Dr. Suska-Malawska, director of the Institute of Environmental Biology at the Faculty of Biology at the University of Warsaw said: “By stealing and transforming the landscape, also for tourist purposes, man is now the largest factor that increases the risk of fires. In the last decades, fires have been more frequent and more intense.”

In example she points to the area of Antalaya, Turkey, where the frequency of fires has been studied since the end of the 1950s and shows the number of fires increases every 6-8 years. 

According to Suska-Malawska, while the number of fires increases, the size of burned areas systematically decreases thanks to modern fire extinguishing methods.

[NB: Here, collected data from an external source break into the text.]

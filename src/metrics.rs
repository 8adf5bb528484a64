//! Metrics module - control loop timing and sample freshness

use hdrhistogram::Histogram;
use parking_lot::Mutex;
use std::sync::atomic::{AtomicU64, Ordering};
use std::sync::Arc;
use std::time::Duration;

fn histogram() -> Histogram<u64> {
    Histogram::new(3).expect("3 significant figures is within hdrhistogram's range")
}

#[derive(Clone)]
pub struct TimingMetrics {
    compute_hist: Arc<Mutex<Histogram<u64>>>,
    sample_age_hist: Arc<Mutex<Histogram<u64>>>,
    lock_wait_hist: Arc<Mutex<Histogram<u64>>>,
    // Jitter tracking (variance in cycle time)
    last_cycle_time_ns: Arc<AtomicU64>,
    jitter_hist: Arc<Mutex<Histogram<u64>>>,
}

impl TimingMetrics {
    pub fn new() -> Self {
        Self {
            compute_hist: Arc::new(Mutex::new(histogram())),
            sample_age_hist: Arc::new(Mutex::new(histogram())),
            lock_wait_hist: Arc::new(Mutex::new(histogram())),
            last_cycle_time_ns: Arc::new(AtomicU64::new(0)),
            jitter_hist: Arc::new(Mutex::new(histogram())),
        }
    }

    pub fn record_compute(&self, duration: Duration) {
        self.compute_hist.lock().record(duration.as_nanos() as u64).ok();
    }

    /// Age of the altitude sample at the moment the controller consumed it.
    pub fn record_sample_age(&self, age_ms: u64) {
        self.sample_age_hist.lock().record(age_ms).ok();
    }

    pub fn record_lock_wait(&self, duration: Duration) {
        self.lock_wait_hist.lock().record(duration.as_nanos() as u64).ok();
    }

    /// Record jitter (variation between consecutive cycle times)
    pub fn record_cycle(&self, cycle: Duration) {
        let cycle_ns = cycle.as_nanos() as u64;
        let last = self.last_cycle_time_ns.swap(cycle_ns, Ordering::Relaxed);
        if last > 0 {
            self.jitter_hist.lock().record(cycle_ns.abs_diff(last)).ok();
        }
    }

    pub fn report(&self) -> MetricsReport {
        let compute = self.compute_hist.lock();
        let age = self.sample_age_hist.lock();
        let lock_wait = self.lock_wait_hist.lock();
        let jitter = self.jitter_hist.lock();

        MetricsReport {
            compute_p50: Duration::from_nanos(compute.value_at_quantile(0.5)),
            compute_p99: Duration::from_nanos(compute.value_at_quantile(0.99)),
            sample_age_p50_ms: age.value_at_quantile(0.5),
            sample_age_p99_ms: age.value_at_quantile(0.99),
            lock_wait_p50: Duration::from_nanos(lock_wait.value_at_quantile(0.5)),
            lock_wait_p99: Duration::from_nanos(lock_wait.value_at_quantile(0.99)),
            jitter_p50: Duration::from_nanos(jitter.value_at_quantile(0.5)),
            jitter_p99: Duration::from_nanos(jitter.value_at_quantile(0.99)),
            computed_cycles: compute.len(),
        }
    }
}

impl Default for TimingMetrics {
    fn default() -> Self {
        Self::new()
    }
}

#[derive(Debug)]
pub struct MetricsReport {
    pub compute_p50: Duration,
    pub compute_p99: Duration,
    pub sample_age_p50_ms: u64,
    pub sample_age_p99_ms: u64,
    pub lock_wait_p50: Duration,
    pub lock_wait_p99: Duration,
    pub jitter_p50: Duration,
    pub jitter_p99: Duration,
    pub computed_cycles: u64,
}

#[cfg(test)]
mod tests {
    use super::*;

    #[test]
    fn report_reflects_recorded_values() {
        let m = TimingMetrics::new();
        for age in [10, 20, 30] {
            m.record_sample_age(age);
        }
        m.record_compute(Duration::from_micros(5));
        let r = m.report();
        assert_eq!(r.sample_age_p50_ms, 20);
        assert_eq!(r.computed_cycles, 1);
        assert!(r.compute_p50 >= Duration::from_micros(4));
    }

    #[test]
    fn jitter_needs_two_cycles() {
        let m = TimingMetrics::new();
        m.record_cycle(Duration::from_millis(10));
        assert_eq!(m.report().jitter_p99, Duration::ZERO);
        m.record_cycle(Duration::from_millis(12));
        let j = m.report().jitter_p99;
        assert!(j >= Duration::from_micros(1_990) && j <= Duration::from_micros(2_010));
    }
}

The largest fire recorded in the area of Antalaya since 1938 happened in 2008, when about 16,000 hectares of land burned down.

Fires - mainly forests in the southern coast of Turkey - have been happening regularly every few years for a few decades. Similarly to other countries in the Mediterranean, they are the result of many factors. Among them are climate change (heat) and progressive anthropopressure, or the impact of man, consisting in drastic transformation of the natural landscape for the needs of tourism and the growing population.

Suska-Malawska said: “All this increases the risk of fires, both wildfires, the cause of which may be self-ignition or a lightning strike, as well as accidental fires, usually caused by tourists.

“Dry litter and trees burn fast, and dry winds instantly move fire from place to place. The scenario of occurrence of fires in the countries of the Mediterranean - and not only there, it generally concerns dry and semi-dry areas - each time is similar.”

She added that fires are an inseparable part of nature and many ecosystems (like grassy, dry areas, such as savannas) are shaped by them to some extent.

She said: “Although countries improve and introduce new fire prevention and management systems, etc., during drought, lack of rainfall, when there is a fire, we see what is happening now in Turkey, and before that in Greece, Spain, or two years ago in Australia.”

In Poland, the bog fires that destroy valuable natural areas, for example on the Biebrza, are extremely difficult to extinguish. The last such fire took place in April 2020. Due to drought and probably accidental fire caused by man, approx. 5,500 hectares of wetlands burned down in the Biebrza National Park. The fire appeared in a relatively well-preserved and damp region of the park (Red Swamp Reserve), so it was a surface fire and could be extinguished quite quickly. Subsurface peat fires are much more dangerous.

Suska-Malawska said: “Peat bogs are very difficult to extinguish for two reasons. First of all, wheeled fire fighting equipment can not enter because cars get stuck in the marshy surface. The only possibility is extinguishing from the air, hampered by clouds of smoke. The second group of reasons is associated with the nature of peat. Peat, like coal and lignite, is a fossil fuel, although a less efficient one and now practically not used for this purpose. But when there is a peat bog fire with peat layer that can be a few meters deep, a subsurface fire can burn for a very long time, a few months, and even years - alternately smouldering under the surface, dimming and exploding again.

“The vast majority of low peat bogs in Europe have been drained, causing irreversible destruction of these ecosystems. Disappearance of rare plant species from drained peat bogs is not the only result. The risk of a fire also increases, during which peat is ignited, this is called a subsurface fire.”

In Turkey, 119 fires have broken out in 32 provinces since Wednesday, July28. Extinguishing continues in Antalya and Muğla on the Mediterranean and in Tunceli in the eastern part of the country. In Greece, forests fires reached the suburbs of Athens and the area near Patras. In 2018, over 100 people died as a result of fires. Forests are also burning in the Italian region of Abruzzo, in Pescara, Sicily and Apulia.

Fires are also a big problem in Portugal. The record area of forest and crops burned down in 2017. In total, between January and October of that year, fires destroyed over 442,400 hectares of land.